The Consequence of High Wages

Successful companies in developed countries with high wages had to concentrate on niches. Most mass production is done in low wage countries.As a result, most European companies struggle with the following pattern:

The long Tail

Long Tail

Fight the Fact

Many companies do not accept tis fact and think, that the 80/20 rule applies. Unfortunately, our experience (based on facts out of live ERP systems) shows, that the rule is more: Only 5% of the products (or variants of products, SKUs) are sold more than once a month. More than 80% of the SKUs are sold only once or twice a year.

Reducing the product range by 10-30% does not change this situation. The problem stays nearly the same, but strategic positioning can be engangered. Often, these companies are famous because of their product range and flexibility. If they reduce the product range, they lose also their strategic advantage.

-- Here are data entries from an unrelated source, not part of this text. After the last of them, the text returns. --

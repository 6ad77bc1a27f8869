use prometheus::{Encoder, IntCounter, Registry, TextEncoder};

/// Metrics collector — all counters are gated behind `enabled`.
///
/// When `enabled = false`, no prometheus Registry is created and every
/// record method is a no-op, so the capture hot path carries no metrics
/// overhead.
pub struct MetricsCollector {
    enabled: bool,
    registry: Option<Registry>,
    pub entries_published_total: Option<IntCounter>,
    pub publish_failures_total: Option<IntCounter>,
    pub entries_consumed_total: Option<IntCounter>,
    pub handler_failures_total: Option<IntCounter>,
}

impl MetricsCollector {
    /// Create a new collector. When `enabled = false`, everything is None.
    pub fn new(enabled: bool) -> anyhow::Result<Self> {
        if !enabled {
            return Ok(Self::disabled());
        }

        let registry = Registry::new();

        let entries_published_total = IntCounter::new(
            "taplog_entries_published_total",
            "Log entries handed to the bus",
        )?;
        let publish_failures_total = IntCounter::new(
            "taplog_publish_failures_total",
            "Log entries dropped on delivery failure",
        )?;
        let entries_consumed_total = IntCounter::new(
            "taplog_entries_consumed_total",
            "Log entries decoded by the listener",
        )?;
        let handler_failures_total = IntCounter::new(
            "taplog_handler_failures_total",
            "Listener handler invocations that failed",
        )?;

        registry.register(Box::new(entries_published_total.clone()))?;
        registry.register(Box::new(publish_failures_total.clone()))?;
        registry.register(Box::new(entries_consumed_total.clone()))?;
        registry.register(Box::new(handler_failures_total.clone()))?;

        Ok(Self {
            enabled: true,
            registry: Some(registry),
            entries_published_total: Some(entries_published_total),
            publish_failures_total: Some(publish_failures_total),
            entries_consumed_total: Some(entries_consumed_total),
            handler_failures_total: Some(handler_failures_total),
        })
    }

    /// No-op collector for contexts that never render metrics.
    pub fn disabled() -> Self {
        Self {
            enabled: false,
            registry: None,
            entries_published_total: None,
            publish_failures_total: None,
            entries_consumed_total: None,
            handler_failures_total: None,
        }
    }

    #[inline]
    pub fn record_published(&self) {
        if let Some(ref c) = self.entries_published_total {
            c.inc();
        }
    }

    #[inline]
    pub fn record_publish_failure(&self) {
        if let Some(ref c) = self.publish_failures_total {
            c.inc();
        }
    }

    #[inline]
    pub fn record_consumed(&self) {
        if let Some(ref c) = self.entries_consumed_total {
            c.inc();
        }
    }

    #[inline]
    pub fn record_handler_failure(&self) {
        if let Some(ref c) = self.handler_failures_total {
            c.inc();
        }
    }

    /// Render prometheus text exposition format.
    pub fn render(&self) -> String {
        if let Some(ref registry) = self.registry {
            let encoder = TextEncoder::new();
            let metric_families = registry.gather();
            let mut buffer = Vec::new();
            encoder.encode(&metric_families, &mut buffer).unwrap_or(());
            String::from_utf8(buffer).unwrap_or_default()
        } else {
            String::new()
        }
    }

    pub fn is_enabled(&self) -> bool {
        self.enabled
    }
}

Accept the Fact and Use It As a Strategic Advantage

Our proposal is: Accept the fact and look for Economy of Scale somewhere else: In the processesn and not by reducing the number of SKUs. A good process in this “long tail” situations can handle many  different SKUs the same way and reach economy of scale without reducing the number of SKUs delivered to the customer.

A clear management of lead-times and pricing can support this strategy and is very important for this concept.

Product Live Cycle

Of course, products have an end of live and have to be removed regularly. If your products live 8 years in average, 12% of the products have to be removed every year.